Methods inherited from class com.bigdata.btree.AbstractBTree
assertNotReadOnly, assertNotTransient, close, contains, contains, decodeRecordAddr, dump, dump, encodeRecordAddr, getBranchingFactor, getBtreeCounters, getContainsTuple, getCounters, getIndexMetadata, getLookupTuple, getNodeSerializer, getResourceMetadata, getRightMostNode, getRoot, getRootOrFinger, getStatistics, getUtilization, getWriteTuple, indexOf, insert, insert, insert, isOpen, isReadOnly, isTransient, keyAt, lookup, lookup, lookup, rangeCheck, rangeCopy, rangeCount, rangeCount, rangeCount, rangeCountExact, rangeCountExactWithDeleted, rangeIterator, rangeIterator, rangeIterator, rangeIterator, rangeIterator, readNodeOrLeaf, recycle, remove, remove, remove, reopen, setBTreeCounters, submit, submit, submit, toString, touch, valueAt, valueAt, writeNodeOrLeaf, writeNodeRecursive
 
Methods inherited from class java.lang.Object
clone, equals, finalize, getClass, hashCode, notify, notifyAll, wait, wait, wait
 
Methods inherited from interface com.bigdata.btree.ICheckpointProtocol
close, getIndexMetadata, isOpen, rangeCount, reopen
 
Methods inherited from interface com.bigdata.counters.ICounterSetAccess
getCounters
 

Field Detail

height

protected int height
The height of the btree. The height is the #of leaves minus one. A btree with only a root leaf is said to have height := 0. Note that the height only changes when we split the root node.


nnodes

protected long nnodes
The #of non-leaf nodes in the btree. The is zero (0) for a new btree.


nleaves

protected long nleaves
The #of leaf nodes in the btree.
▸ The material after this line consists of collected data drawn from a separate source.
use std::collections::{BTreeMap, BTreeSet};
use std::sync::{Arc, Mutex, MutexGuard};

use chrono::NaiveDate;
use serde::{Deserialize, Serialize};

use super::domain::{
    Category, CategoryId, Employee, EmployeeId, Grant, LeaveBalance, LeaveRequest, LeaveStatus,
    Location, LocationId, RequestId, Role,
};
use super::ledger::requested_hours;
use super::repository::{
    BalanceStore, CommitError, EmployeeDirectory, GrantStore, LeaveNotice, NoticeError,
    NoticePublisher, RepositoryError, RequestStore, RestrictionStore, SubmissionCommit,
    TransitionCommit,
};
use super::restrictions::{Restriction, RestrictionKind};

/// Organization fixture used to hydrate an in-memory store (e.g. from a JSON seed file).
#[derive(Debug, Clone, Default, Serialize, Deserialize)]
pub struct OrganizationSeed {
    #[serde(default)]
    pub locations: Vec<Location>,
    #[serde(default)]
    pub categories: Vec<Category>,
    #[serde(default)]
    pub employees: Vec<Employee>,
    #[serde(default)]
    pub grants: Vec<Grant>,
    #[serde(default)]
    pub restrictions: Vec<Restriction>,
}

#[derive(Debug, Default)]
struct MemoryState {
    locations: BTreeMap<LocationId, Location>,
    categories: BTreeMap<CategoryId, Category>,
    employees: BTreeMap<EmployeeId, Employee>,
    grants: Vec<Grant>,
    restrictions: Vec<Restriction>,
    requests: BTreeMap<RequestId, LeaveRequest>,
    balances: BTreeMap<(EmployeeId, CategoryId), LeaveBalance>,
}

/// Store backed by a single mutex; every trait method is one critical section,
/// so the commit methods are atomic with respect to each other.
#[derive(Debug, Default, Clone)]
pub struct InMemoryLeaveStore {
    state: Arc<Mutex<MemoryState>>,
}

impl InMemoryLeaveStore {
    pub fn from_seed(seed: OrganizationSeed) -> Self {
        let store = Self::default();
        {
            let mut state = store.state.lock().unwrap_or_else(|err| err.into_inner());
            for location in seed.locations {
                state.locations.insert(location.id.clone(), location);
            }
            for category in seed.categories {
                state.categories.insert(category.id.clone(), category);
            }
            for employee in seed.employees {
                state.employees.insert(employee.id.clone(), employee);
            }
            state.grants = seed.grants;
            state.restrictions = seed.restrictions;
        }
        store
    }

    fn state(&self) -> Result<MutexGuard<'_, MemoryState>, RepositoryError> {
        self.state
            .lock()
            .map_err(|_| RepositoryError::Unavailable("leave store lock poisoned".to_string()))
    }

    pub fn put_employee(&self, employee: Employee) -> Result<(), RepositoryError> {
        self.state()?.employees.insert(employee.id.clone(), employee);
        Ok(())
    }

    pub fn put_location(&self, location: Location) -> Result<(), RepositoryError> {
        self.state()?.locations.insert(location.id.clone(), location);
        Ok(())
    }

    pub fn put_category(&self, category: Category) -> Result<(), RepositoryError> {
        self.state()?.categories.insert(category.id.clone(), category);
        Ok(())
    }

    pub fn put_grant(&self, grant: Grant) -> Result<(), RepositoryError> {
        let mut state = self.state()?;
        state
            .grants
            .retain(|existing| !(existing.role == grant.role && existing.category == grant.category));
        state.grants.push(grant);
        Ok(())
    }

    pub fn categories(&self) -> Result<Vec<Category>, RepositoryError> {
        Ok(self.state()?.categories.values().cloned().collect())
    }

    pub fn locations(&self) -> Result<Vec<Location>, RepositoryError> {
        Ok(self.state()?.locations.values().cloned().collect())
    }

    /// Store a request as-is, bypassing validation and the ledger.
    pub fn put_request(&self, request: LeaveRequest) -> Result<(), RepositoryError> {
        self.state()?.requests.insert(request.id.clone(), request);
        Ok(())
    }
}

impl RequestStore for InMemoryLeaveStore {
    fn fetch(&self, id: &RequestId) -> Result<Option<LeaveRequest>, RepositoryError> {
        Ok(self.state()?.requests.get(id).cloned())
    }

    fn requests_for(&self, employee: &EmployeeId) -> Result<Vec<LeaveRequest>, RepositoryError> {
        Ok(self
            .state()?
            .requests
            .values()
            .filter(|request| request.employee == *employee)
            .cloned()
            .collect())
    }

    fn requests_overlapping(
        &self,
        location: &LocationId,
        date: NaiveDate,
        statuses: &[LeaveStatus],
    ) -> Result<BTreeSet<EmployeeId>, RepositoryError> {
        let state = self.state()?;
        Ok(state
            .requests
            .values()
            .filter(|request| statuses.contains(&request.status))
            .filter(|request| request.overlaps(date, date))
            .filter(|request| {
                state
                    .employees
                    .get(&request.employee)
                    .and_then(|employee| employee.location.as_ref())
                    == Some(location)
            })
            .map(|request| request.employee.clone())
            .collect())
    }

    fn commit_submission(&self, commit: SubmissionCommit) -> Result<LeaveRequest, CommitError> {
        let mut state = self.state()?;
        let SubmissionCommit {
            request,
            hours,
            replaces,
        } = commit;

        let previous = match &replaces {
            Some(id) => {
                let existing = state
                    .requests
                    .get(id)
                    .cloned()
                    .ok_or(RepositoryError::NotFound)?;
                if existing.status != LeaveStatus::Submitted {
                    return Err(CommitError::StaleStatus {
                        expected: LeaveStatus::Submitted,
                        found: existing.status,
                    });
                }
                Some(existing)
            }
            None => None,
        };

        // Re-run the overlap check under the lock so racing submissions cannot
        // both pass against a stale snapshot.
        let overlapping: Vec<RequestId> = state
            .requests
            .values()
            .filter(|existing| existing.employee == request.employee)
            .filter(|existing| existing.id != request.id)
            .filter(|existing| existing.status.holds_dates())
            .filter(|existing| existing.overlaps(request.start_date, request.end_date))
            .map(|existing| existing.id.clone())
            .collect();
        if !overlapping.is_empty() {
            return Err(CommitError::Overlap(overlapping));
        }

        let mut staged: BTreeMap<(EmployeeId, CategoryId), LeaveBalance> = BTreeMap::new();
        if let Some(previous) = &previous {
            let key = (previous.employee.clone(), previous.category.clone());
            let mut balance = state
                .balances
                .get(&key)
                .cloned()
                .ok_or(RepositoryError::NotFound)?;
            balance.credit(requested_hours(previous));
            staged.insert(key, balance);
        }

        let key = (request.employee.clone(), request.category.clone());
        let mut balance = match staged.remove(&key) {
            Some(balance) => balance,
            None => state
                .balances
                .get(&key)
                .cloned()
                .ok_or(RepositoryError::NotFound)?,
        };
        balance.debit(hours)?;
        staged.insert(key, balance);

        state.balances.extend(staged);
        state.requests.insert(request.id.clone(), request.clone());
        Ok(request)
    }

    fn commit_transition(&self, commit: TransitionCommit) -> Result<LeaveRequest, CommitError> {
        let mut state = self.state()?;
        let request = state
            .requests
            .get(&commit.id)
            .cloned()
            .ok_or(RepositoryError::NotFound)?;
        if request.status != commit.expected {
            return Err(CommitError::StaleStatus {
                expected: commit.expected,
                found: request.status,
            });
        }

        if commit.restore_hours {
            let key = (request.employee.clone(), request.category.clone());
            if let Some(balance) = state.balances.get_mut(&key) {
                balance.credit(requested_hours(&request));
            }
        }

        let mut updated = request;
        updated.status = commit.next;
        updated.decided_at = Some(commit.at);
        if commit.explanation.is_some() {
            updated.explanation = commit.explanation;
        }
        state.requests.insert(updated.id.clone(), updated.clone());
        Ok(updated)
    }
}

impl GrantStore for InMemoryLeaveStore {
    fn grant_for(
        &self,
        role: Role,
        category: &CategoryId,
    ) -> Result<Option<Grant>, RepositoryError> {
        Ok(self
            .state()?
            .grants
            .iter()
            .find(|grant| grant.role == role && grant.category == *category)
            .cloned())
    }
}

impl RestrictionStore for InMemoryLeaveStore {
    fn restrictions_of_type(
        &self,
        kind: RestrictionKind,
        category: &CategoryId,
    ) -> Result<Vec<Restriction>, RepositoryError> {
        Ok(self
            .state()?
            .restrictions
            .iter()
            .filter(|restriction| restriction.kind == kind)
            .filter(|restriction| restriction.categories.contains(category))
            .cloned()
            .collect())
    }

    fn all_restrictions(&self) -> Result<Vec<Restriction>, RepositoryError> {
        Ok(self.state()?.restrictions.clone())
    }

    fn insert_restriction(&self, restriction: Restriction) -> Result<Restriction, RepositoryError> {
        let mut state = self.state()?;
        if state
            .restrictions
            .iter()
            .any(|existing| existing.id == restriction.id)
        {
            return Err(RepositoryError::Conflict);
        }
        state.restrictions.push(restriction.clone());
        Ok(restriction)
    }
}

impl EmployeeDirectory for InMemoryLeaveStore {
    fn employee(&self, id: &EmployeeId) -> Result<Option<Employee>, RepositoryError> {
        Ok(self.state()?.employees.get(id).cloned())
    }

    fn employees_at(&self, location: &LocationId) -> Result<Vec<Employee>, RepositoryError> {
        Ok(self
            .state()?
            .employees
            .values()
            .filter(|employee| employee.location.as_ref() == Some(location))
            .cloned()
            .collect())
    }

    fn subordinates_of(&self, manager: &EmployeeId) -> Result<Vec<Employee>, RepositoryError> {
        Ok(self
            .state()?
            .employees
            .values()
            .filter(|employee| employee.is_managed_by(manager))
            .cloned()
            .collect())
    }
}

impl BalanceStore for InMemoryLeaveStore {
    fn balance(
        &self,
        employee: &EmployeeId,
        category: &CategoryId,
    ) -> Result<Option<LeaveBalance>, RepositoryError> {
        Ok(self
            .state()?
            .balances
            .get(&(employee.clone(), category.clone()))
            .cloned())
    }

    fn balances_for(&self, employee: &EmployeeId) -> Result<Vec<LeaveBalance>, RepositoryError> {
        Ok(self
            .state()?
            .balances
            .values()
            .filter(|balance| balance.employee == *employee)
            .cloned()
            .collect())
    }

    fn insert_balance_if_absent(
        &self,
        balance: LeaveBalance,
    ) -> Result<LeaveBalance, RepositoryError> {
        let mut state = self.state()?;
        let key = (balance.employee.clone(), balance.category.clone());
        Ok(state.balances.entry(key).or_insert(balance).clone())
    }
}

/// Publisher that keeps notices in memory for inspection.
#[derive(Debug, Default, Clone)]
pub struct InMemoryNoticeOutbox {
    notices: Arc<Mutex<Vec<LeaveNotice>>>,
}

impl InMemoryNoticeOutbox {
    pub fn notices(&self) -> Vec<LeaveNotice> {
        self.notices
            .lock()
            .map(|notices| notices.clone())
            .unwrap_or_default()
    }
}

impl NoticePublisher for InMemoryNoticeOutbox {
    fn publish(&self, notice: LeaveNotice) -> Result<(), NoticeError> {
        self.notices
            .lock()
            .map_err(|_| NoticeError::Transport("outbox lock poisoned".to_string()))?
            .push(notice);
        Ok(())
    }
}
This is one (1) for a new btree.


nentries

protected long nentries
The #of entries in the btree. This is zero (0) for a new btree.


recordVersion

protected long recordVersion
The value of the record version number that will be assigned to the next node or leaf written onto the backing store. This number is incremented each time a node or leaf is written onto the backing store. The initial value is ZERO (0). The first value assigned to a node or leaf will be ZERO (0).


counter

protected AtomicLong counter
The mutable counter exposed by #getCounter()}.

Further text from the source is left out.